WHAT THE TASK REQUIRES:
Which lines of the data contain the string "orchestrator"? Copy every one.

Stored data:

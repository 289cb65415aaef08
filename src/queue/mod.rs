//! Asynchronous processing job queue.
//!
//! At-least-once delivery with a bounded worker pool. Failed jobs are retried
//! with exponential backoff up to a fixed attempt budget. Terminal jobs stay
//! queryable for a retention window and are purged by a maintenance task.
//!
//! Jobs are not deduplicated by video: callers enqueue a given video once per
//! intended run, and downstream storage is upsert-based so a double run is
//! last-writer-wins safe.

use crate::error::{KapitelError, Result};
use crate::progress::ProgressSink;
use async_trait::async_trait;
use chrono::{DateTime, Utc};
use serde::Serialize;
use std::collections::{HashMap, VecDeque};
use std::sync::{Arc, Mutex};
use std::time::Duration;
use tokio::sync::Notify;
use tokio::task::JoinHandle;
use tracing::{debug, info, instrument, warn};
use uuid::Uuid;

/// Work performed for one job. The orchestrator is the production handler.
#[async_trait]
pub trait JobHandler: Send + Sync {
    async fn handle(&self, video_id: &str, sink: Arc<dyn ProgressSink>) -> Result<()>;
}

#[async_trait]
impl JobHandler for crate::orchestrator::Orchestrator {
    async fn handle(&self, video_id: &str, sink: Arc<dyn ProgressSink>) -> Result<()> {
        self.run(video_id, sink).await
    }
}

/// Lifecycle state of a job.
#[derive(Debug, Clone, Copy, PartialEq, Eq, Serialize)]
#[serde(rename_all = "lowercase")]
pub enum JobState {
    Waiting,
    Active,
    Completed,
    Failed,
}

impl JobState {
    pub fn is_terminal(self) -> bool {
        matches!(self, JobState::Completed | JobState::Failed)
    }
}

/// A queued processing job.
#[derive(Debug, Clone)]
struct Job {
    id: Uuid,
    video_id: String,
    state: JobState,
    progress: u8,
    stage: Option<String>,
    attempts: u32,
    error: Option<String>,
    /// Set by maintenance when an active job stops reporting progress.
    /// Observability only; stalled jobs are not requeued.
    stalled: bool,
    created_at: DateTime<Utc>,
    updated_at: DateTime<Utc>,
    finished_at: Option<DateTime<Utc>>,
}

/// Handle returned by [`JobQueue::enqueue`].
#[derive(Debug, Clone, Copy)]
pub struct JobHandle {
    pub id: Uuid,
}

/// Snapshot of a job's state.
#[derive(Debug, Clone, Serialize)]
pub struct JobStatus {
    pub id: Uuid,
    pub video_id: String,
    pub state: JobState,
    pub progress: u8,
    pub stage: Option<String>,
    pub attempts: u32,
    pub error: Option<String>,
    pub stalled: bool,
}

/// Queue tuning knobs.
#[derive(Debug, Clone)]
pub struct QueueConfig {
    /// Number of concurrent workers.
    pub workers: usize,
    /// Maximum processing attempts per job.
    pub max_attempts: u32,
    /// Backoff before the first retry; doubles per subsequent retry.
    pub backoff: Duration,
    /// An active job with no progress update within this window is flagged
    /// as stalled.
    pub stall_after: Duration,
    /// How long completed jobs stay queryable.
    pub retain_completed: Duration,
    /// How long failed jobs stay queryable.
    pub retain_failed: Duration,
    /// Maintenance sweep interval.
    pub maintenance_interval: Duration,
}

impl Default for QueueConfig {
    fn default() -> Self {
        Self {
            workers: 2,
            max_attempts: 3,
            backoff: Duration::from_secs(2),
            stall_after: Duration::from_secs(300),
            retain_completed: Duration::from_secs(24 * 3600),
            retain_failed: Duration::from_secs(7 * 24 * 3600),
            maintenance_interval: Duration::from_secs(60),
        }
    }
}

struct QueueState {
    jobs: HashMap<Uuid, Job>,
    pending: VecDeque<Uuid>,
    shutting_down: bool,
}

struct QueueInner {
    state: Mutex<QueueState>,
    work_available: Notify,
    shutdown_signal: Notify,
    config: QueueConfig,
}

impl QueueInner {
    fn lock(&self) -> std::sync::MutexGuard<'_, QueueState> {
        // A panic while holding this lock is a bug in the queue itself
        self.state.lock().unwrap_or_else(|e| e.into_inner())
    }

    /// Record a progress update for an active job.
    fn record_progress(&self, job_id: Uuid, progress: u8, stage: &str) {
        let mut state = self.lock();
        if let Some(job) = state.jobs.get_mut(&job_id) {
            job.progress = progress.min(100);
            job.stage = Some(stage.to_string());
            job.stalled = false;
            job.updated_at = Utc::now();
        }
    }

    fn requeue(&self, job_id: Uuid) {
        let mut state = self.lock();
        if state.shutting_down {
            return;
        }
        if let Some(job) = state.jobs.get_mut(&job_id) {
            job.state = JobState::Waiting;
            job.updated_at = Utc::now();
            state.pending.push_back(job_id);
        }
        drop(state);
        self.work_available.notify_one();
    }
}

/// Progress sink that writes updates back into the job record.
struct JobProgressSink {
    inner: Arc<QueueInner>,
    job_id: Uuid,
    downstream: Arc<dyn ProgressSink>,
}

impl ProgressSink for JobProgressSink {
    fn report(&self, progress: u8, stage: &str) {
        self.inner.record_progress(self.job_id, progress, stage);
        self.downstream.report(progress, stage);
    }
}

/// The processing job queue.
pub struct JobQueue {
    inner: Arc<QueueInner>,
    workers: Mutex<Vec<JoinHandle<()>>>,
}

impl JobQueue {
    pub fn new(config: QueueConfig) -> Self {
        Self {
            inner: Arc::new(QueueInner {
                state: Mutex::new(QueueState {
                    jobs: HashMap::new(),
                    pending: VecDeque::new(),
                    shutting_down: false,
                }),
                work_available: Notify::new(),
                shutdown_signal: Notify::new(),
                config,
            }),
            workers: Mutex::new(Vec::new()),
        }
    }

    /// Add a processing job for a video.
    #[instrument(skip(self))]
    pub fn enqueue(&self, video_id: &str) -> Result<JobHandle> {
        let mut state = self.inner.lock();
        if state.shutting_down {
            return Err(KapitelError::Queue("Queue is shutting down".into()));
        }

        let now = Utc::now();
        let job = Job {
            id: Uuid::new_v4(),
            video_id: video_id.to_string(),
            state: JobState::Waiting,
            progress: 0,
            stage: None,
            attempts: 0,
            error: None,
            stalled: false,
            created_at: now,
            updated_at: now,
            finished_at: None,
        };
        let handle = JobHandle { id: job.id };

        state.pending.push_back(job.id);
        state.jobs.insert(job.id, job);
        drop(state);

        self.inner.work_available.notify_one();
        debug!("Enqueued job {} for video {}", handle.id, video_id);
        Ok(handle)
    }

    /// Latest job status for a video, if one is still retained.
    pub fn status(&self, video_id: &str) -> Option<JobStatus> {
        let state = self.inner.lock();
        state
            .jobs
            .values()
            .filter(|j| j.video_id == video_id)
            .max_by_key(|j| j.created_at)
            .map(snapshot)
    }

    /// Status of a specific job.
    pub fn status_by_id(&self, job_id: Uuid) -> Option<JobStatus> {
        self.inner.lock().jobs.get(&job_id).map(snapshot)
    }

    /// Start the worker pool and the maintenance task.
    pub fn process(&self, handler: Arc<dyn JobHandler>, sink: Arc<dyn ProgressSink>) {
        let mut workers = self.workers.lock().unwrap_or_else(|e| e.into_inner());

        for worker_id in 0..self.inner.config.workers.max(1) {
            let inner = self.inner.clone();
            let handler = handler.clone();
            let sink = sink.clone();
            workers.push(tokio::spawn(async move {
                worker_loop(worker_id, inner, handler, sink).await;
            }));
        }

        let inner = self.inner.clone();
        workers.push(tokio::spawn(async move {
            maintenance_loop(inner).await;
        }));

        info!("Started {} queue workers", self.inner.config.workers.max(1));
    }

    /// Stop accepting work and wait for in-flight jobs to finish.
    pub async fn shutdown(&self) {
        {
            let mut state = self.inner.lock();
            state.shutting_down = true;
        }
        self.inner.work_available.notify_waiters();
        self.inner.shutdown_signal.notify_waiters();

        let handles: Vec<JoinHandle<()>> = {
            let mut workers = self.workers.lock().unwrap_or_else(|e| e.into_inner());
            workers.drain(..).collect()
        };
        for handle in handles {
            let _ = handle.await;
        }
        info!("Queue shut down");
    }

    /// Run one maintenance sweep immediately (stall flagging + retention).
    pub fn sweep(&self) {
        run_sweep(&self.inner);
    }
}

impl Default for JobQueue {
    fn default() -> Self {
        Self::new(QueueConfig::default())
    }
}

TASK SOLUTION:
/// Work performed for one job. The orchestrator is the production handler.
impl JobHandler for crate::orchestrator::Orchestrator {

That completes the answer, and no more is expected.